„Erst wenn die Opfer vergessen sind, haben die Täter gewonnen“. Um dies zu verhindern, soll bei dieser Veranstaltung der unzähligen Opfer der Nazi-Diktatur gedacht werden – besonders auch hier in unserer Region. Unsere Initiative will keinen Schlusspunkt setzen, keinen Schlussstrich ziehen! Lebendiges Erinnern bestärkt und ermutigt, sich aktiv für Demokratie und Menschenrechte einzusetzen, damit solche Verbrechen Nie wieder geschehen. In der nahen Stadt Nassau/Lahn z.B. hat der Künstler Gunter Demnig am 14. Dezember 2010 insgesamt 19 Stoppersteine an elf Standorten verlegt. Sie erinnern an jüdische Bürger der Stadt, die unter der NS-Herrschaft deportiert wurden und den Tod fanden bzw. ermordet wurden.

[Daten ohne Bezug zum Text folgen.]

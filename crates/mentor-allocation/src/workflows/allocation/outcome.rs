use chrono::{DateTime, Utc};
use serde::Serialize;

use super::domain::{Mentor, Stage};
use super::filters::StageCount;
use super::trace::TraceRecord;

/// Machine-readable classification of a failed allocation.
#[derive(Debug, Clone, Copy, PartialEq, Eq, Serialize)]
#[serde(rename_all = "SCREAMING_SNAKE_CASE")]
pub enum FailureKind {
    /// The eligibility filters emptied the pool before the capacity gate.
    EligibilityNoMatch,
    /// Eligible mentors exist but none has a free seat.
    CapacityFull,
}

impl FailureKind {
    pub const fn code(self) -> &'static str {
        match self {
            Self::EligibilityNoMatch => "ELIGIBILITY_NO_MATCH",
            Self::CapacityFull => "CAPACITY_FULL",
        }
    }

    pub fn summary(self, stage: Stage, column: &str, expected: &str) -> String {
        match self {
            Self::EligibilityNoMatch => format!(
                "no mentor matches {} ('{}' == '{}')",
                stage, column, expected
            ),
            Self::CapacityFull => {
                "eligible mentors exist but none has remaining capacity".to_string()
            }
        }
    }

    pub fn remediation(self, stage: Stage, column: &str) -> Vec<String> {
        match self {
            Self::EligibilityNoMatch => vec![
                format!("verify the student's '{column}' value"),
                format!("add or activate a mentor covering this {stage} value"),
            ],
            Self::CapacityFull => vec![
                "raise the remaining capacity of an eligible mentor".to_string(),
                "re-run the student in a later batch after capacity is released".to_string(),
            ],
        }
    }
}

#[derive(Debug, Clone, Copy, PartialEq, Eq, Serialize)]
#[serde(rename_all = "snake_case")]
pub enum AllocationStatus {
    Success,
    Failed,
}

impl AllocationStatus {
    pub const fn label(self) -> &'static str {
        match self {
            Self::Success => "success",
            Self::Failed => "failed",
        }
    }
}

/// Student ↔ mentor pair produced by a successful allocation.
#[derive(Debug, Clone, PartialEq, Eq, Serialize)]
pub struct AllocationRecord {
    pub student_id: String,
    pub mentor_id: String,
}

/// One log entry per student, success or failure.
#[derive(Debug, Clone, PartialEq, Eq, Serialize)]
pub struct AllocationLogEntry {
    pub row_index: usize,
    pub student_id: String,
    pub status: AllocationStatus,
    pub mentor_id: Option<String>,
    pub candidate_count: usize,
    pub stage_counts: Vec<StageCount>,
    pub failed_stage: Option<Stage>,
    pub capacity_before: Option<i64>,
    pub capacity_after: Option<i64>,
    pub selection_reason: Option<String>,
    pub error: Option<FailureKind>,
    pub detailed_reason: Option<String>,
    pub suggested_actions: Vec<String>,
}

impl AllocationLogEntry {
    pub fn is_success(&self) -> bool {
        self.status == AllocationStatus::Success
    }
}

/// Aggregate numbers for a finished batch.
#[derive(Debug, Clone, PartialEq, Serialize)]
pub struct BatchSummary {
    pub policy_version: String,
    pub students: usize,
    pub allocated: usize,
    pub eligibility_no_match: usize,
    pub capacity_full: usize,
    pub mentors: usize,
    pub remaining_capacity: i64,
    pub started_at: DateTime<Utc>,
    pub finished_at: DateTime<Utc>,
}

/// The four aligned outputs of a batch plus its summary.
#[derive(Debug, Clone)]
pub struct BatchOutcome {
    pub allocations: Vec<AllocationRecord>,
    pub pool: Vec<Mentor>,
    pub logs: Vec<AllocationLogEntry>,
    pub trace: Vec<TraceRecord>,
    pub summary: BatchSummary,
}
/// Normalise a column header or free-text label for lookups.
pub(crate) fn normalize_name(value: &str) -> String {
    let cleaned = value.replace(['\u{feff}', '\u{200b}', '\u{200c}'], " ");
    let collapsed = cleaned.split_whitespace().collect::<Vec<_>>().join(" ");
    collapsed.to_lowercase()
}

/// Fold Persian and Arabic-Indic digits into their ASCII counterparts.
pub(crate) fn fold_digits(value: &str) -> String {
    value
        .chars()
        .map(|ch| match ch {
            '\u{06f0}'..='\u{06f9}' => char::from(b'0' + (ch as u32 - 0x06f0) as u8),
            '\u{0660}'..='\u{0669}' => char::from(b'0' + (ch as u32 - 0x0660) as u8),
            other => other,
        })
        .collect()
}

/// Textual markers that spreadsheets and exports use for "no value".
pub(crate) fn is_blank_sentinel(value: &str) -> bool {
    let trimmed = value.trim();
    if trimmed.is_empty() {
        return true;
    }
    matches!(
        trimmed.to_ascii_lowercase().as_str(),
        "nan" | "none" | "null" | "-" | "\u{2013}" | "\u{2014}" | "\u{2212}"
    )
}

#[cfg(test)]
mod tests {
    use super::*;

    #[test]
    fn normalize_name_collapses_whitespace_and_case() {
        assert_eq!(normalize_name("\u{feff}  Remaining   Capacity "), "remaining capacity");
        assert_eq!(normalize_name("کد\u{200c}مدرسه"), "کد مدرسه");
    }

    #[test]
    fn fold_digits_handles_persian_and_arabic_indic() {
        assert_eq!(fold_digits("۱۲۳"), "123");
        assert_eq!(fold_digits("٤٥٦"), "456");
        assert_eq!(fold_digits("EMP-۷"), "EMP-7");
    }

    #[test]
    fn blank_sentinels_cover_common_spellings() {
        for value in ["", "  ", "NaN", "None", "null", "-", "\u{2014}"] {
            assert!(is_blank_sentinel(value), "{value:?} should be blank");
        }
        assert!(!is_blank_sentinel("0"));
        assert!(!is_blank_sentinel("many"));
    }
}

Zu einem Kurzvortrag von Stefan Diefenbach gibt es Musik von Liedermacher Manfred Pohlmann.
Anschließend erwarten Sie Gespräche bei Kaffee und Kuchen und eine kleine Buchausstellung zum Thema.
Um 19.00 Uhr erzählen wir Ihnen „Geschichten von Rabbi Jacob“. „Visionen aus dem alten Prager Schtetl“ ist der Untertitel des Abends, passend zum Thema „Gedenken und Erinnern“.
Die jüdische Gemeinde in Prag bestand seit dem 10. Jahrhundert und machte die Stadt zu einem Zentrum jüdischer Kultur und Gelehrsamkeit.Der Mittelpunkt jüdischen Lebens war die Josefsstadt, wo in direkter Nachbarschaft des Alten jüdischen Friedhofs auch die 1535 erbaute Pinkassynagoge stand.
Mike Maisack und ich - samt Liedermacher Manfred Pohlmann (mit faszinierenden jiddischen Liedern!) - nehmen Sie mit auf eine Zeitreise 500 Jahre zurück in die längst versunkene Welt des jüdischen Lebens und erzählen märchenhafte Begebenheiten aus dem Leben des berühmten Rabbi Jacob Löw, der damals mit Hilfe von Propheten und Geistern den Menschen des Schtetl bei allerlei Problemen half.